Seven had turned to face the rear computer panel at the science station. She ran a diagnostic scan of the ship and timed the results to the course data the computer core had cataloged. After several rounds of running her hands over the buttons, she turned to Captain Torres. “There is indeed a correlation, Captain. As long as we are near these electromagnetic eddies our systems could be compromised.”

“Mr. Odo, open a hail to the Mupwl‘ to warn them of the possible power trouble,” said Torres. “See if they’ve experienced the same. Perhaps Klingon technology is more easily able to handle these issues.”

“Aye,” Odo said. The word sounded as brittle and awkward as always.

The bridge filled with the all-too-familiar sound of the hailing frequency. After a few seconds, Captain Akul’s face appeared on a screen riddled with static interference. He simply said, “What?” in an abrupt and irritating manner. 

The crew of the Pioneer could clearly see that the instrumentation on the Klingon bridge was similarly blinking in and out erratically.  Echo turned to glance at his Captain and XO to see if they noticed the variating light show. 

Odo grunted in bleak amusement at the Klingon’s bravado. In the face of the unknown, the predictable could be a comfort. Even if it was an antisocial Klingon. The tactical officer sent a text message over to Seven’s station. [ARE THE MUPWLS’ DISPLAYS CONSISTENT WITH THE EM SPIKES?]

Seven looked at Odo, nodded in the affirmative, then added, “Captain, sensors are reading a fluctuation in one of the…correction two of the transports warp fields.”

“Captain,” Torres said to Akul. “it appears you’re experiencing the same power fluctuations we are.” She turned to Seven. “Is there any way to stabilize them?”

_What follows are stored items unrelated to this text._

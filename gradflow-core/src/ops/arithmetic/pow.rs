// src/ops/arithmetic/pow.rs

use crate::autograd::op::OpKind;
use crate::error::GradFlowError;
use crate::ops::apply_binary_op;
use crate::ops::arithmetic::{mul_op, sub_op};
use crate::ops::math_elem::{unary_op, UnaryOp};
use crate::ops::scalar_const;
use crate::ops::view::sum_to_op;
use crate::tensor::Tensor;

// --- Forward Operation ---

/// Element-wise power `base ^ exponent` with broadcasting.
///
/// Negative bases with non-integer exponents produce NaN, as `f64::powf` does.
pub fn pow_op(base: &Tensor, exponent: &Tensor) -> Result<Tensor, GradFlowError> {
    apply_binary_op(base, exponent, OpKind::Pow, f64::powf)
}

// --- Backward Operation ---

/// `dL/dbase = sum_to(g * e * base^(e - 1))`.
///
/// `dL/dexp = sum_to(g * base^e * ln(base))` is only formed when the exponent requires
/// grad, so constant exponents never evaluate `ln` of a non-positive base.
pub(crate) fn pow_backward(
    grad_output: &Tensor,
    inputs: &[Tensor],
) -> Result<Vec<Option<Tensor>>, GradFlowError> {
    let (base, exponent) = (&inputs[0], &inputs[1]);
    let grad_base = if base.requires_grad() {
        let exponent_minus_one = sub_op(exponent, &scalar_const(1.0))?;
        let local = mul_op(exponent, &pow_op(base, &exponent_minus_one)?)?;
        Some(sum_to_op(&mul_op(grad_output, &local)?, &base.shape())?)
    } else {
        None
    };
    let grad_exponent = if exponent.requires_grad() {
        let local = mul_op(&pow_op(base, exponent)?, &unary_op(base, UnaryOp::Log))?;
        Some(sum_to_op(&mul_op(grad_output, &local)?, &exponent.shape())?)
    } else {
        None
    };
    Ok(vec![grad_base, grad_exponent])
}

#[cfg(test)]
#[path = "pow_test.rs"]
mod tests;
// src/ops/reduction/sum.rs

use crate::autograd::builder::build_node;
use crate::autograd::op::OpKind;
use crate::error::GradFlowError;
use crate::ops::reduction::expand_reduced_grad;
use crate::tensor::Tensor;

// --- Forward Operation ---

/// Sums the elements of `a` along `axes` (every axis when empty).
///
/// With `keep_dims` the reduced axes stay in the result with size 1.
///
/// # Errors
/// Returns `GradFlowError::InvalidAxis` if an axis is out of range.
pub fn sum_op(a: &Tensor, axes: &[usize], keep_dims: bool) -> Result<Tensor, GradFlowError> {
    let value = a.read_data().value.sum_axes(axes, keep_dims)?;
    Ok(build_node(
        OpKind::Sum {
            axes: axes.to_vec(),
            keep_dims,
        },
        vec![a.clone()],
        value,
    ))
}

// --- Backward Operation ---

/// Broadcasts the gradient back to the input shape.
pub(crate) fn sum_backward(
    grad_output: &Tensor,
    inputs: &[Tensor],
    axes: &[usize],
    keep_dims: bool,
) -> Result<Vec<Option<Tensor>>, GradFlowError> {
    let input = &inputs[0];
    if !input.requires_grad() {
        return Ok(vec![None]);
    }
    let grad = expand_reduced_grad(grad_output, &input.shape(), axes, keep_dims)?;
    Ok(vec![Some(grad)])
}

#[cfg(test)]
#[path = "sum_test.rs"]
mod tests;
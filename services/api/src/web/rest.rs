//! services/api/src/web/rest.rs
//!
//! The unauthenticated welcome endpoint and the master definition for the
//! OpenAPI specification.

use axum::Json;
use utoipa::{
    openapi::security::{HttpAuthScheme, HttpBuilder, SecurityScheme},
    Modify, OpenApi,
};

use crate::web::auth::{self, LoginForm, TokenResponse};
use crate::web::books::{self, BookRow, MessageResponse, NewBook};
use crate::web::error::ErrorBody;

//=========================================================================================
// OpenAPI Master Definition
//=========================================================================================

#[derive(OpenApi)]
#[openapi(
    paths(
        root_handler,
        auth::login_handler,
        auth::refresh_handler,
        books::home_handler,
        books::add_book_handler,
        books::delete_book_handler,
    ),
    components(
        schemas(LoginForm, TokenResponse, BookRow, NewBook, MessageResponse, ErrorBody)
    ),
    modifiers(&SecurityAddon),
    tags(
        (name = "Authentication", description = "Login and token refresh."),
        (name = "Books", description = "Role-gated access to the book catalog.")
    )
)]
pub struct ApiDoc;

/// Registers the bearer scheme referenced by the protected paths.
struct SecurityAddon;

impl Modify for SecurityAddon {
    fn modify(&self, openapi: &mut utoipa::openapi::OpenApi) {
        if let Some(components) = openapi.components.as_mut() {
            components.add_security_scheme(
                "bearer",
                SecurityScheme::Http(
                    HttpBuilder::new()
                        .scheme(HttpAuthScheme::Bearer)
                        .bearer_format("JWT")
                        .build(),
                ),
            );
        }
    }
}

//=========================================================================================
// REST API Handlers
//=========================================================================================

/// GET / - Liveness and welcome message
#[utoipa::path(
    get,
    path = "/",
    responses((status = 200, description = "Service is up", body = MessageResponse))
)]
pub async fn root_handler() -> Json<MessageResponse> {
    Json(MessageResponse {
        message: "Hello World!".to_string(),
    })
}
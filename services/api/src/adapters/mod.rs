pub mod accounts;
pub mod csv_store;

pub use accounts::load_credentials;
pub use csv_store::CsvRecordStore;
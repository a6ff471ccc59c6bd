//! services/api/src/error.rs
//!
//! Defines the startup error type for the API service. Request-time failures
//! are modelled separately by `web::error::HttpError`.

use crate::config::ConfigError;
use book_catalog_core::ports::PortError;

/// The primary error type for the `api` service.
#[derive(Debug, thiserror::Error)]
pub enum ApiError {
    /// Represents an error that occurred during configuration loading.
    #[error("Configuration error: {0}")]
    Config(#[from] ConfigError),

    /// Represents an error that propagated up from one of the core ports or adapters.
    #[error("Service Port Error: {0}")]
    Port(#[from] PortError),

    /// Represents a standard Input/Output error (e.g., binding to a network socket).
    #[error("IO error: {0}")]
    Io(#[from] std::io::Error),
}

“Federation rats, how dare you waste my time!” Akul barked. “Why did you hail me if you do not have a solution?

Seven was able to discern from her scans that it might be possible to stabilize intermittent power surges by rotating the force field dynamics. However, this would require a team to constantly track the incoming electromagnetic anomalies and make manual adjustments. She relayed her findings to the captain.

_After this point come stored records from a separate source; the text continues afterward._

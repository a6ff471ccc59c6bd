//! crates/book_catalog_core/src/catalog.rs
//!
//! The role-gated catalog operations. Every call receives an already
//! authenticated principal and delegates persistence to a `RecordStore`.

use chrono::{Datelike, Utc};
use std::sync::Arc;

use crate::domain::{BookRecord, Partition, Principal, Role};
use crate::ports::{PortError, PortResult, RecordStore};

#[derive(Clone)]
pub struct CatalogService {
    store: Arc<dyn RecordStore>,
}

impl CatalogService {
    pub fn new(store: Arc<dyn RecordStore>) -> Self {
        Self { store }
    }

    /// Books visible to the principal. Admins see the regular partition
    /// followed by the admin partition; a failure in either fails the call.
    pub async fn list_catalog(&self, principal: &Principal) -> PortResult<Vec<BookRecord>> {
        match principal.role {
            Role::User => self.store.list(Partition::Regular).await,
            Role::Admin => {
                let mut books = self.store.list(Partition::Regular).await?;
                books.extend(self.store.list(Partition::Admin).await?);
                Ok(books)
            }
        }
    }

    /// Adds a book to the regular partition. Admin only.
    pub async fn add_book(&self, principal: &Principal, record: BookRecord) -> PortResult<()> {
        require_admin(principal, "Only admin users can add books")?;
        record.validate(Utc::now().year())?;
        self.store.append(Partition::Regular, &record).await
    }

    /// Deletes every regular-partition book whose name matches. Admin only.
    pub async fn delete_book(&self, principal: &Principal, name: &str) -> PortResult<usize> {
        require_admin(principal, "Only admin users can delete books")?;
        self.store.delete(Partition::Regular, name).await
    }
}

fn require_admin(principal: &Principal, message: &str) -> PortResult<()> {
    match principal.role {
        Role::Admin => Ok(()),
        Role::User => Err(PortError::Forbidden(message.to_string())),
    }
}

Jilel stepped up to the viewscreen. “Captain Akul. As Captain Torres explained, we are experiencing similar power fluctuations on both our vessels. And it seems the transport vessels as well. As we are…all in this together, we are simply trying to start a dialogue between our two ships.” Jilel spread his hands. “Perhaps we can more readily resolve our mutual issues by sharing information.” Jilel turned ever so slightly to Torres and raised the faintest of eyebrows.

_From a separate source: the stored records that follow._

//! crates/book_catalog_core/src/domain.rs
//!
//! Defines the pure, core data structures for the catalog.
//! These structs are independent of any storage or wire format.

use serde::{Deserialize, Serialize};
use std::fmt;

/// Lowest publication year a book may carry.
pub const MIN_PUBLICATION_YEAR: i32 = 1000;

//=========================================================================================
// Accounts and Principals
//=========================================================================================

/// The two access tiers known to the catalog.
#[derive(Debug, Clone, Copy, PartialEq, Eq, Hash, Serialize, Deserialize)]
#[serde(rename_all = "lowercase")]
pub enum Role {
    User,
    Admin,
}

impl Role {
    pub fn as_str(&self) -> &'static str {
        match self {
            Role::User => "user",
            Role::Admin => "admin",
        }
    }
}

impl fmt::Display for Role {
    fn fmt(&self, f: &mut fmt::Formatter<'_>) -> fmt::Result {
        f.write_str(self.as_str())
    }
}

/// A registered account. Only used internally for login - contains the password.
#[derive(Debug, Clone, PartialEq, Eq, Deserialize)]
pub struct Account {
    pub id: u32,
    pub username: String,
    pub password: String,
    pub role: Role,
}

/// The authenticated identity resolved from a verified access token.
#[derive(Debug, Clone, PartialEq, Eq)]
pub struct Principal {
    pub id: u32,
    pub username: String,
    pub role: Role,
}

impl From<&Account> for Principal {
    fn from(account: &Account) -> Self {
        Self {
            id: account.id,
            username: account.username.clone(),
            role: account.role,
        }
    }
}

//=========================================================================================
// Books
//=========================================================================================

/// One of the two role-segmented storage partitions.
#[derive(Debug, Clone, Copy, PartialEq, Eq, Hash)]
pub enum Partition {
    Regular,
    Admin,
}

impl Partition {
    /// Stable position of the partition, used to index per-partition resources.
    pub fn index(&self) -> usize {
        match self {
            Partition::Regular => 0,
            Partition::Admin => 1,
        }
    }
}

impl fmt::Display for Partition {
    fn fmt(&self, f: &mut fmt::Formatter<'_>) -> fmt::Result {
        match self {
            Partition::Regular => f.write_str("regular"),
            Partition::Admin => f.write_str("admin"),
        }
    }
}

/// Reasons a book is refused before it reaches storage.
#[derive(Debug, Clone, PartialEq, Eq, thiserror::Error)]
pub enum ValidationError {
    #[error("Book name must not be empty")]
    EmptyName,
    #[error("Author must not be empty")]
    EmptyAuthor,
    #[error("Invalid publication year {year}: must be between {min} and {max}")]
    YearOutOfRange { year: i32, min: i32, max: i32 },
}

/// A single catalog entry.
#[derive(Debug, Clone, PartialEq, Eq, Serialize, Deserialize)]
pub struct BookRecord {
    pub name: String,
    pub author: String,
    pub publication_year: i32,
}

impl BookRecord {
    pub fn new(name: impl Into<String>, author: impl Into<String>, publication_year: i32) -> Self {
        Self {
            name: name.into(),
            author: author.into(),
            publication_year,
        }
    }

    /// Checks the record against the write-time invariants.
    ///
    /// Surrounding whitespace is not significant, so a blank name counts as empty.
    /// `current_year` is passed in so the upper bound can be pinned in tests.
    pub fn validate(&self, current_year: i32) -> Result<(), ValidationError> {
        if self.name.trim().is_empty() {
            return Err(ValidationError::EmptyName);
        }
        if self.author.trim().is_empty() {
            return Err(ValidationError::EmptyAuthor);
        }
        if self.publication_year < MIN_PUBLICATION_YEAR || self.publication_year > current_year {
            return Err(ValidationError::YearOutOfRange {
                year: self.publication_year,
                min: MIN_PUBLICATION_YEAR,
                max: current_year,
            });
        }
        Ok(())
    }

    /// Case-insensitive comparison used by delete-by-name, ignoring surrounding whitespace.
    pub fn name_matches(&self, name: &str) -> bool {
        normalize_name(&self.name) == normalize_name(name)
    }
}

/// The form under which names are compared for deletion.
pub fn normalize_name(name: &str) -> String {
    name.trim().to_lowercase()
}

Akul scowled, his patented impatience coming to the fore. “You should have contacted me the moment this started to occur. We thought Starfleet had sabotaged our sensor upgrades. I was planning to blow you from the stars.” He paused and looked off-screen. “We will transmit a copy of our sensor records so that we can perform a comparative analysis.”

Torres kept her cool. “We look forward to working more closely with you. Qapla‘!”

Akul growled, “Just let me know if you find something,” and severed the connection.

Odo confirmed that the Klingons sent the sensor records. He gave a head nod to Captain Torres.

Well, there you have it. Can’t wait to play this out.